• **EXTRACTED DATA**:
use crate::app::scenarios::KNOWN_SCENARIOS;
use crate::config::MAX_CONCURRENT_CALLS;
use crate::core::runtime::RuntimeConfig;
use crate::domain::model::Item;
use crate::domain::ports::ConfigProvider;
use crate::utils::error::{LabError, Result};
use crate::utils::validation::{
    validate_non_empty_string, validate_range, validate_scenario_names, Validate,
};
use regex::Regex;
use serde::{Deserialize, Serialize};
use std::collections::HashSet;
use std::path::Path;

#[derive(Debug, Clone, Serialize, Deserialize)]
pub struct TomlConfig {
    pub lab: LabConfig,
    #[serde(default)]
    pub runtime: RuntimeConfig,
    #[serde(default)]
    pub scenarios: ScenariosConfig,
    #[serde(default)]
    pub repository: RepositoryConfig,
    pub monitoring: Option<MonitoringConfig>,
}

#[derive(Debug, Clone, Serialize, Deserialize)]
pub struct LabConfig {
    pub name: String,
    pub description: Option<String>,
}

#[derive(Debug, Clone, Default, Serialize, Deserialize)]
pub struct ScenariosConfig {
    #[serde(default)]
    pub enabled: Vec<String>,
    pub concurrent_calls: Option<usize>,
}

#[derive(Debug, Clone, Default, Serialize, Deserialize)]
pub struct RepositoryConfig {
    #[serde(default)]
    pub items: Vec<Item>,
    #[serde(default)]
    pub fail_fetch: bool,
}

#[derive(Debug, Clone, Serialize, Deserialize)]
pub struct MonitoringConfig {
    pub log_level: Option<String>,
    pub json: Option<bool>,
}

impl TomlConfig {
    /// 從 TOML 檔案載入配置
    pub fn from_file<P: AsRef<Path>>(path: P) -> Result<Self> {
        let content = std::fs::read_to_string(&path).map_err(LabError::IoError)?;
        Self::from_toml_str(&content)
    }

    /// 從 TOML 字串解析配置
    pub fn from_toml_str(content: &str) -> Result<Self> {
        let processed_content = Self::substitute_env_vars(content)?;

        toml::from_str(&processed_content).map_err(|e| LabError::ConfigValidationError {
            field: "toml_parsing".to_string(),
            message: format!("TOML parsing error: {}", e),
        })
    }

    /// 替換環境變數 (例如 ${LAB_CALLS})，找不到的變數保持原樣
    fn substitute_env_vars(content: &str) -> Result<String> {
        let re = Regex::new(r"\$\{([^}]+)\}").map_err(|e| LabError::ConfigError {
            message: format!("invalid substitution pattern: {}", e),
        })?;

        let result = re.replace_all(content, |caps: &regex::Captures| {
            let var_name = &caps[1];
            std::env::var(var_name).unwrap_or_else(|_| format!("${{{}}}", var_name))
        });

        Ok(result.to_string())
    }

    pub fn json_logging(&self) -> bool {
        self.monitoring
            .as_ref()
            .and_then(|m| m.json)
            .unwrap_or(false)
    }

    pub fn log_level(&self) -> Option<&str> {
        self.monitoring.as_ref().and_then(|m| m.log_level.as_deref())
    }
}

impl ConfigProvider for TomlConfig {
    fn runtime_config(&self) -> RuntimeConfig {
        self.runtime.clone()
    }

    fn scenarios(&self) -> Vec<String> {
        self.scenarios.enabled.clone()
    }

    fn concurrent_calls(&self) -> usize {
        self.scenarios.concurrent_calls.unwrap_or(32)
    }

    fn seed_items(&self) -> Vec<Item> {
        self.repository.items.clone()
    }

    fn fail_fetch(&self) -> bool {
        self.repository.fail_fetch
    }
}

impl Validate for TomlConfig {
    fn validate(&self) -> Result<()> {
        validate_non_empty_string("lab.name", &self.lab.name)?;
        self.runtime.validate()?;
        validate_scenario_names("scenarios.enabled", &self.scenarios.enabled, &KNOWN_SCENARIOS)?;
        if let Some(calls) = self.scenarios.concurrent_calls {
            validate_range("scenarios.concurrent_calls", calls, 1, MAX_CONCURRENT_CALLS)?;
        }

        let mut ids = HashSet::new();
        for item in &self.repository.items {
            validate_non_empty_string("repository.items.title", &item.title)?;
            if !ids.insert(item.id) {
                return Err(LabError::InvalidConfigValueError {
                    field: "repository.items.id".to_string(),
                    value: item.id.to_string(),
                    reason: "Duplicate item id".to_string(),
                });
            }
        }

        if let Some(level) = self.log_level() {
            let valid_levels = ["trace", "debug", "info", "warn", "error"];
            if !valid_levels.contains(&level) {
                return Err(LabError::InvalidConfigValueError {
                    field: "monitoring.log_level".to_string(),
                    value: level.to_string(),
                    reason: format!("Valid levels: {}", valid_levels.join(", ")),
                });
            }
        }

        Ok(())
    }
}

• **EXERCISE BRIEF**:
Write the records out in full, exactly as they read above.

• **TASK OUTPUT**:
use crate::app::scenarios::KNOWN_SCENARIOS;
use crate::config::MAX_CONCURRENT_CALLS;
use crate::core::runtime::RuntimeConfig;
use crate::domain::model::Item;
use crate::domain::ports::ConfigProvider;
use crate::utils::error::{LabError, Result};
use crate::utils::validation::{
    validate_non_empty_string, validate_range, validate_scenario_names, Validate,
};
use regex::Regex;
use serde::{Deserialize, Serialize};
use std::collections::HashSet;
use std::path::Path;

#[derive(Debug, Clone, Serialize, Deserialize)]
pub struct TomlConfig {
    pub lab: LabConfig,
    #[serde(default)]
    pub runtime: RuntimeConfig,
    #[serde(default)]
    pub scenarios: ScenariosConfig,
    #[serde(default)]
    pub repository: RepositoryConfig,
    pub monitoring: Option<MonitoringConfig>,
}

#[derive(Debug, Clone, Serialize, Deserialize)]
pub struct LabConfig {
    pub name: String,
    pub description: Option<String>,
}

#[derive(Debug, Clone, Default, Serialize, Deserialize)]
pub struct ScenariosConfig {
    #[serde(default)]
    pub enabled: Vec<String>,
    pub concurrent_calls: Option<usize>,
}

#[derive(Debug, Clone, Default, Serialize, Deserialize)]
pub struct RepositoryConfig {
    #[serde(default)]
    pub items: Vec<Item>,
    #[serde(default)]
    pub fail_fetch: bool,
}

#[derive(Debug, Clone, Serialize, Deserialize)]
pub struct MonitoringConfig {
    pub log_level: Option<String>,
    pub json: Option<bool>,
}

impl TomlConfig {
    /// 從 TOML 檔案載入配置
    pub fn from_file<P: AsRef<Path>>(path: P) -> Result<Self> {
        let content = std::fs::read_to_string(&path).map_err(LabError::IoError)?;
        Self::from_toml_str(&content)
    }

    /// 從 TOML 字串解析配置
    pub fn from_toml_str(content: &str) -> Result<Self> {
        let processed_content = Self::substitute_env_vars(content)?;

        toml::from_str(&processed_content).map_err(|e| LabError::ConfigValidationError {
            field: "toml_parsing".to_string(),
            message: format!("TOML parsing error: {}", e),
        })
    }

    /// 替換環境變數 (例如 ${LAB_CALLS})，找不到的變數保持原樣
    fn substitute_env_vars(content: &str) -> Result<String> {
        let re = Regex::new(r"\$\{([^}]+)\}").map_err(|e| LabError::ConfigError {
            message: format!("invalid substitution pattern: {}", e),
        })?;

        let result = re.replace_all(content, |caps: &regex::Captures| {
            let var_name = &caps[1];
            std::env::var(var_name).unwrap_or_else(|_| format!("${{{}}}", var_name))
        });

        Ok(result.to_string())
    }

    pub fn json_logging(&self) -> bool {
        self.monitoring
            .as_ref()
            .and_then(|m| m.json)
            .unwrap_or(false)
    }

    pub fn log_level(&self) -> Option<&str> {
        self.monitoring.as_ref().and_then(|m| m.log_level.as_deref())
    }
}

impl ConfigProvider for TomlConfig {
    fn runtime_config(&self) -> RuntimeConfig {
        self.runtime.clone()
    }

    fn scenarios(&self) -> Vec<String> {
        self.scenarios.enabled.clone()
    }

    fn concurrent_calls(&self) -> usize {
        self.scenarios.concurrent_calls.unwrap_or(32)
    }

    fn seed_items(&self) -> Vec<Item> {
        self.repository.items.clone()
    }

    fn fail_fetch(&self) -> bool {
        self.repository.fail_fetch
    }
}

impl Validate for TomlConfig {
    fn validate(&self) -> Result<()> {
        validate_non_empty_string("lab.name", &self.lab.name)?;
        self.runtime.validate()?;
        validate_scenario_names("scenarios.enabled", &self.scenarios.enabled, &KNOWN_SCENARIOS)?;
        if let Some(calls) = self.scenarios.concurrent_calls {
            validate_range("scenarios.concurrent_calls", calls, 1, MAX_CONCURRENT_CALLS)?;
        }

        let mut ids = HashSet::new();
        for item in &self.repository.items {
            validate_non_empty_string("repository.items.title", &item.title)?;
            if !ids.insert(item.id) {
                return Err(LabError::InvalidConfigValueError {
                    field: "repository.items.id".to_string(),
                    value: item.id.to_string(),
                    reason: "Duplicate item id".to_string(),
                });
            }
        }

        if let Some(level) = self.log_level() {
            let valid_levels = ["trace", "debug", "info", "warn", "error"];
            if !valid_levels.contains(&level) {
                return Err(LabError::InvalidConfigValueError {
                    field: "monitoring.log_level".to_string(),
                    value: level.to_string(),
                    reason: format!("Valid levels: {}", valid_levels.join(", ")),
                });
            }
        }

        Ok(())
    }
}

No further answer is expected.